What is needed: Print out the records below with nothing altered.

Provided records:

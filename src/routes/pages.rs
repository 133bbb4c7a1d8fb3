use crate::auth::{AdminSession, CustomerSession, EmployeeSession, Principal, Role};
use crate::error::app_error::AppError;
use crate::error::page::PageError;
use crate::models::dashboard::{AdminDashboard, CustomerDashboard, EmployeeDashboard};
use crate::models::product::{Department, Product};
use crate::render::Pages;
use crate::service::Services;
use crate::session::SessionManager;
use rocket::http::CookieJar;
use rocket::response::content::RawHtml;
use rocket::{State, routes};
use serde::Serialize;

#[derive(Serialize)]
struct Viewer {
    name: String,
    role: Role,
}

#[derive(Serialize)]
struct HomeContext {
    products: Vec<Product>,
    departments: Vec<Department>,
    user: Option<Viewer>,
    bag_count: i64,
}

#[derive(Serialize)]
struct BagContext {
    user: Option<Viewer>,
    bag_count: i64,
}

#[derive(Serialize)]
struct DashboardContext<D> {
    user: Option<Viewer>,
    dashboard: D,
}

async fn viewer(services: &Services, principal: Principal) -> Result<Option<Viewer>, AppError> {
    let Some(role) = principal.role() else {
        return Ok(None);
    };
    let name = services.users.display_name(principal).await?;
    Ok(name.map(|name| Viewer { name, role }))
}

async fn bag_count(services: &Services, principal: Principal) -> i64 {
    match principal.bag_owner() {
        Some(owner) => services.bags.total_quantity(owner).await,
        None => 0,
    }
}

#[rocket::get("/")]
pub async fn home(
    principal: Principal,
    services: &State<Services>,
    sessions: &State<SessionManager>,
    pages: &State<Pages>,
    cookies: &CookieJar<'_>,
) -> Result<RawHtml<String>, PageError> {
    sessions.touch(cookies).await;

    let context = HomeContext {
        products: services.products.list_active_products().await?,
        departments: services.products.list_departments().await?,
        user: viewer(services, principal).await?,
        bag_count: bag_count(services, principal).await,
    };
    Ok(pages.render("index", &context)?)
}

#[rocket::get("/bag")]
pub async fn bag_page(
    principal: Principal,
    services: &State<Services>,
    sessions: &State<SessionManager>,
    pages: &State<Pages>,
    cookies: &CookieJar<'_>,
) -> Result<RawHtml<String>, PageError> {
    if principal.bag_owner().is_none() {
        return Err(AppError::Unauthenticated.into());
    }
    sessions.touch(cookies).await;

    let context = BagContext {
        user: viewer(services, principal).await?,
        bag_count: bag_count(services, principal).await,
    };
    Ok(pages.render("bag", &context)?)
}

#[rocket::get("/admin")]
pub async fn admin_dashboard(
    admin: AdminSession,
    services: &State<Services>,
    sessions: &State<SessionManager>,
    pages: &State<Pages>,
    cookies: &CookieJar<'_>,
) -> Result<RawHtml<String>, PageError> {
    sessions.touch(cookies).await;

    let principal = Principal::Admin { id: admin.user_id };
    let context: DashboardContext<AdminDashboard> = DashboardContext {
        user: viewer(services, principal).await?,
        dashboard: services.dashboards.admin_dashboard(admin.user_id).await?,
    };
    Ok(pages.render("admin_dashboard", &context)?)
}

#[rocket::get("/employee")]
pub async fn employee_dashboard(
    employee: EmployeeSession,
    services: &State<Services>,
    sessions: &State<SessionManager>,
    pages: &State<Pages>,
    cookies: &CookieJar<'_>,
) -> Result<RawHtml<String>, PageError> {
    // A deactivated or deleted employee keeps a valid session but has no row.
    let Some(dashboard) = services.dashboards.employee_dashboard(employee.user_id).await? else {
        return Err(AppError::Unauthenticated.into());
    };
    sessions.touch(cookies).await;

    let principal = Principal::Employee { id: employee.user_id };
    let context: DashboardContext<EmployeeDashboard> = DashboardContext {
        user: viewer(services, principal).await?,
        dashboard,
    };
    Ok(pages.render("employee_dashboard", &context)?)
}

#[rocket::get("/customer")]
pub async fn customer_dashboard(
    customer: CustomerSession,
    services: &State<Services>,
    sessions: &State<SessionManager>,
    pages: &State<Pages>,
    cookies: &CookieJar<'_>,
) -> Result<RawHtml<String>, PageError> {
    let Some(dashboard) = services.dashboards.customer_dashboard(customer.user_id).await? else {
        return Err(AppError::Unauthenticated.into());
    };
    sessions.touch(cookies).await;

    let principal = Principal::Customer { id: customer.user_id };
    let context: DashboardContext<CustomerDashboard> = DashboardContext {
        user: viewer(services, principal).await?,
        dashboard,
    };
    Ok(pages.render("customer_dashboard", &context)?)
}

pub fn routes() -> Vec<rocket::Route> {
    routes![home, bag_page, admin_dashboard, employee_dashboard, customer_dashboard]
}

Written response:
filename src/routes/pages.rs
repository 133bbb4c7a1d8fb3
use crate::auth::{AdminSession, CustomerSession, EmployeeSession, Principal, Role};
use crate::error::app_error::AppError;
use crate::error::page::PageError;
use crate::models::dashboard::{AdminDashboard, CustomerDashboard, EmployeeDashboard};
use crate::models::product::{Department, Product};
use crate::render::Pages;
use crate::service::Services;
use crate::session::SessionManager;
use rocket::http::CookieJar;
use rocket::response::content::RawHtml;
use rocket::{State, routes};
use serde::Serialize;

#[derive(Serialize)]
struct Viewer {
    name: String,
    role: Role,
}

#[derive(Serialize)]
struct HomeContext {
    products: Vec<Product>,
    departments: Vec<Department>,
    user: Option<Viewer>,
    bag_count: i64,
}

#[derive(Serialize)]
struct BagContext {
    user: Option<Viewer>,
    bag_count: i64,
}

#[derive(Serialize)]
struct DashboardContext<D> {
    user: Option<Viewer>,
    dashboard: D,
}

async fn viewer(services: &Services, principal: Principal) -> Result<Option<Viewer>, AppError> {
    let Some(role) = principal.role() else {
        return Ok(None);
    };
    let name = services.users.display_name(principal).await?;
    Ok(name.map(|name| Viewer { name, role }))
}

async fn bag_count(services: &Services, principal: Principal) -> i64 {
    match principal.bag_owner() {
        Some(owner) => services.bags.total_quantity(owner).await,
        None => 0,
    }
}

#[rocket::get("/")]
pub async fn home(
    principal: Principal,
    services: &State<Services>,
    sessions: &State<SessionManager>,
    pages: &State<Pages>,
    cookies: &CookieJar<'_>,
) -> Result<RawHtml<String>, PageError> {
    sessions.touch(cookies).await;

    let context = HomeContext {
        products: services.products.list_active_products().await?,
        departments: services.products.list_departments().await?,
        user: viewer(services, principal).await?,
        bag_count: bag_count(services, principal).await,
    };
    Ok(pages.render("index", &context)?)
}

#[rocket::get("/bag")]
pub async fn bag_page(
    principal: Principal,
    services: &State<Services>,
    sessions: &State<SessionManager>,
    pages: &State<Pages>,
    cookies: &CookieJar<'_>,
) -> Result<RawHtml<String>, PageError> {
    if principal.bag_owner().is_none() {
        return Err(AppError::Unauthenticated.into());
    }
    sessions.touch(cookies).await;

    let context = BagContext {
        user: viewer(services, principal).await?,
        bag_count: bag_count(services, principal).await,
    };
    Ok(pages.render("bag", &context)?)
}

#[rocket::get("/admin")]
pub async fn admin_dashboard(
    admin: AdminSession,
    services: &State<Services>,
    sessions: &State<SessionManager>,
    pages: &State<Pages>,
    cookies: &CookieJar<'_>,
) -> Result<RawHtml<String>, PageError> {
    sessions.touch(cookies).await;

    let principal = Principal::Admin { id: admin.user_id };
    let context: DashboardContext<AdminDashboard> = DashboardContext {
        user: viewer(services, principal).await?,
        dashboard: services.dashboards.admin_dashboard(admin.user_id).await?,
    };
    Ok(pages.render("admin_dashboard", &context)?)
}

#[rocket::get("/employee")]
pub async fn employee_dashboard(
    employee: EmployeeSession,
    services: &State<Services>,
    sessions: &State<SessionManager>,
    pages: &State<Pages>,
    cookies: &CookieJar<'_>,
) -> Result<RawHtml<String>, PageError> {
    // A deactivated or deleted employee keeps a valid session but has no row.
    let Some(dashboard) = services.dashboards.employee_dashboard(employee.user_id).await? else {
        return Err(AppError::Unauthenticated.into());
    };
    sessions.touch(cookies).await;

    let principal = Principal::Employee { id: employee.user_id };
    let context: DashboardContext<EmployeeDashboard> = DashboardContext {
        user: viewer(services, principal).await?,
        dashboard,
    };
    Ok(pages.render("employee_dashboard", &context)?)
}

#[rocket::get("/customer")]
pub async fn customer_dashboard(
    customer: CustomerSession,
    services: &State<Services>,
    sessions: &State<SessionManager>,
    pages: &State<Pages>,
    cookies: &CookieJar<'_>,
) -> Result<RawHtml<String>, PageError> {
    let Some(dashboard) = services.dashboards.customer_dashboard(customer.user_id).await? else {
        return Err(AppError::Unauthenticated.into());
    };
    sessions.touch(cookies).await;

    let principal = Principal::Customer { id: customer.user_id };
    let context: DashboardContext<CustomerDashboard> = DashboardContext {
        user: viewer(services, principal).await?,
        dashboard,
    };
    Ok(pages.render("customer_dashboard", &context)?)
}

pub fn routes() -> Vec<rocket::Route> {
    routes![home, bag_page, admin_dashboard, employee_dashboard, customer_dashboard]
}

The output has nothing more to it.